That’s Lisa Rund on the right. Lisa works in the City’s Human Resources Division. She’s training a group of ten employees, including Dave Buswell on the left of our Assessing Division, last Friday afternoon on the City’s new employee performance management program called: The Performance Partnership.
Many cities, maybe even most cities, use some kind of performance management system with their employees. For some, it is as simple as sitting down with employees in the face-to-face style and talking about the year behind and the year ahead. For others, it might include a written performance review complete with numerical or descriptive ratings of various work performance qualities.
For Eden Prairie, it’s The Performance Partnership. What is The Performance Partnership, and why is it so important that I capitalize the T in “The”, you might ask? Well, The Performance Partnership (TPP)is our effort to recognize that success in the work world is a result of many factors, not merely the day to day performance of the employee. A productive employee poorly supervised is a wasted resource.
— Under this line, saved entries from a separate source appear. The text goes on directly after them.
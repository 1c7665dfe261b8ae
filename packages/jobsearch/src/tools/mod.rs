//! Tool invokers - callable bridges from a reasoning step to external I/O.
//!
//! A [`Tool`] is a named function the model may call mid-completion. The
//! orchestrator supplies each stage an allowlist ([`ToolSet`]); it never
//! scripts individual calls. Tools keep no local state between
//! invocations, within or across stages.

use futures::future::BoxFuture;

use crate::error::{PipelineError, Result};

mod scrape;
mod search;

pub use scrape::scrape_tool;
pub use search::search_tool;

/// Async handler behind a tool: raw JSON arguments in, raw payload out.
pub type ToolHandler =
    Box<dyn Fn(serde_json::Value) -> BoxFuture<'static, Result<serde_json::Value>> + Send + Sync>;

/// A named, callable wrapper around an external capability.
pub struct Tool {
    name: &'static str,
    description: &'static str,
    parameters: serde_json::Value,
    handler: ToolHandler,
}

impl Tool {
    /// Create a tool from its wire-visible signature and handler.
    pub fn new(
        name: &'static str,
        description: &'static str,
        parameters: serde_json::Value,
        handler: ToolHandler,
    ) -> Self {
        Self {
            name,
            description,
            parameters,
            handler,
        }
    }

    /// Tool name, as the model addresses it.
    pub fn name(&self) -> &'static str {
        self.name
    }

    /// Function-calling definition in the provider wire format.
    pub fn definition(&self) -> serde_json::Value {
        serde_json::json!({
            "type": "function",
            "function": {
                "name": self.name,
                "description": self.description,
                "parameters": self.parameters,
            }
        })
    }
}

impl std::fmt::Debug for Tool {
    fn fmt(&self, f: &mut std::fmt::Formatter<'_>) -> std::fmt::Result {
        f.debug_struct("Tool").field("name", &self.name).finish()
    }
}

/// The allowlist of tools a stage's capability may invoke.
#[derive(Debug, Default)]
pub struct ToolSet {
    tools: Vec<Tool>,
}

impl ToolSet {
    /// Create an empty tool set.
    pub fn new() -> Self {
        Self::default()
    }

    /// Add a tool.
    pub fn with_tool(mut self, tool: Tool) -> Self {
        self.tools.push(tool);
        self
    }

    /// True when no tools are registered.
    pub fn is_empty(&self) -> bool {
        self.tools.is_empty()
    }

    /// Function-calling definitions for every tool in the set.
    pub fn definitions(&self) -> Vec<serde_json::Value> {
        self.tools.iter().map(Tool::definition).collect()
    }

    /// Invoke a tool by name with raw JSON arguments.
    ///
    /// A request for a tool outside the allowlist is a model error: the
    /// capability asked for something the stage never offered.
    pub async fn dispatch(&self, name: &str, args: serde_json::Value) -> Result<serde_json::Value> {
        let tool = self
            .tools
            .iter()
            .find(|t| t.name == name)
            .ok_or_else(|| PipelineError::model(format!("model requested unknown tool '{name}'")))?;

        tracing::debug!(tool = name, "dispatching tool call");
        (tool.handler)(args).await
    }
}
A productive manager supervising poorly performing employees will not seem much like a productive manager. And you can have the most productive employees and the most productive managers, but if you equip and fund them poorly, then they will probably perform the same.
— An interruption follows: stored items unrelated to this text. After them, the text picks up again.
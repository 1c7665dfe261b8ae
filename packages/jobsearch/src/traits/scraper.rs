//! Page scraping trait for the stage 3 scrape tool.

use async_trait::async_trait;

use crate::error::Result;

/// Page scraping provider seam.
///
/// The extraction instruction carries the serialized target schema, so
/// the provider knows both what page to fetch and what shape to extract.
/// Best-effort: the payload is raw, semi-structured provider output.
#[async_trait]
pub trait PageScraper: Send + Sync {
    /// Extract structured data from a page.
    async fn scrape(
        &self,
        page_url: &str,
        extraction_instruction: &str,
    ) -> Result<serde_json::Value>;
}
The Performance Partnership is our system of setting individual and organizational goals; measuring individual and organizational performance; planning for the future of the individual and organization; and reporting our results throughout the organization, to our City Council, and ultimately to our citizens.
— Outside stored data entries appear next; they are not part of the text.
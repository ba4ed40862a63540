use serde::{Deserialize, Serialize};

use crate::embedding::lsh::SuperBitLsh;
use crate::error::{RerankError, Result};
use crate::scorer::{CalculationMode, ScoringModel, ScoringParams};

/// Shape of the SuperBit hasher. The dimension comes from the embedding
/// space at build time.
#[derive(Debug, Clone, Copy, PartialEq, Eq, Serialize, Deserialize)]
#[serde(default)]
pub struct LshConfig {
    pub stages: usize,
    pub buckets: usize,
    pub seed: u64,
}

impl Default for LshConfig {
    fn default() -> Self {
        Self {
            stages: 2,
            buckets: 8,
            seed: 0,
        }
    }
}

/// Reranking run settings.
///
/// Every field is optional in JSON; missing ones take the defaults below.
/// ```
/// use translation_reranker::RerankConfig;
/// let config = RerankConfig::from_json_str(r#"{ "mu": 1000, "mode": "hash_all" }"#).unwrap();
/// assert_eq!(config.mu, 1000.0);
/// assert_eq!(config.alpha, 0.7);
/// ```
#[derive(Debug, Clone, PartialEq, Serialize, Deserialize)]
#[serde(default)]
pub struct RerankConfig {
    /// Dirichlet prior weight
    pub mu: f64,
    /// query generation mixing constant, must be positive
    pub alpha: f64,
    /// smoothing floor
    pub beta: f64,
    /// cosine cutoff for on-the-fly similarities, must be >= 0
    pub tolerance: f64,
    pub model: ScoringModel,
    pub mode: CalculationMode,
    /// document field to score
    pub field: String,
    pub lsh: LshConfig,
}

impl Default for RerankConfig {
    fn default() -> Self {
        let params = ScoringParams::default();
        Self {
            mu: params.mu,
            alpha: params.alpha,
            beta: params.beta,
            tolerance: params.tolerance,
            model: ScoringModel::TranslationDirichlet,
            mode: CalculationMode::Cosine,
            field: "raw".to_string(),
            lsh: LshConfig::default(),
        }
    }
}

impl RerankConfig {
    /// Parse and validate.
    pub fn from_json_str(json: &str) -> Result<Self> {
        let config: Self = serde_json::from_str(json)
            .map_err(|e| RerankError::InvalidConfig(e.to_string()))?;
        config.validate()?;
        Ok(config)
    }

    pub fn validate(&self) -> Result<()> {
        let invalid = |msg: String| Err(RerankError::InvalidConfig(msg));
        if !(self.alpha.is_finite() && self.alpha > 0.0) {
            return invalid(format!("alpha must be positive, got {}", self.alpha));
        }
        if !(self.mu.is_finite() && self.mu >= 0.0) {
            return invalid(format!("mu must be >= 0, got {}", self.mu));
        }
        if !(self.beta.is_finite() && self.beta >= 0.0) {
            return invalid(format!("beta must be >= 0, got {}", self.beta));
        }
        if !(self.tolerance.is_finite() && self.tolerance >= 0.0) {
            return invalid(format!("tolerance must be >= 0, got {}", self.tolerance));
        }
        if self.lsh.stages == 0 || self.lsh.buckets == 0 {
            return invalid(format!(
                "lsh stages and buckets must be >= 1, got {} and {}",
                self.lsh.stages, self.lsh.buckets
            ));
        }
        if self.field.is_empty() {
            return invalid("field must not be empty".to_string());
        }
        Ok(())
    }

    pub fn scoring_params(&self) -> ScoringParams {
        ScoringParams {
            mu: self.mu,
            alpha: self.alpha,
            beta: self.beta,
            tolerance: self.tolerance,
        }
    }

    /// Hasher for vectors of `dimensions` components.
    pub fn build_lsh(&self, dimensions: usize) -> Result<SuperBitLsh> {
        SuperBitLsh::new(self.lsh.stages, self.lsh.buckets, dimensions, self.lsh.seed)
    }
}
The tools of The Performance Partnership are not particularly innovative or special. The employees write down goals. The managers write down goals. We compare them to each other and to the mission & vision of the organization. We put them together with other employee/organizational goals to form a coherent plan of work. Then we’re done, until it comes time to review the results, which entails all the same steps, only in reverse order.
The Performance Partnership is innovative in that it looks at employee performance in the context of organizational performance. We need both to succeed in order to produce success.
The City’s Human Recources Division staff, Karen Kurt, Lisa Rund, Jayna Kalkes, and Andre Simon, spearheaded the effort to create The Performance Partnership. This is some very good work, and it will be good for our employees and for our organization.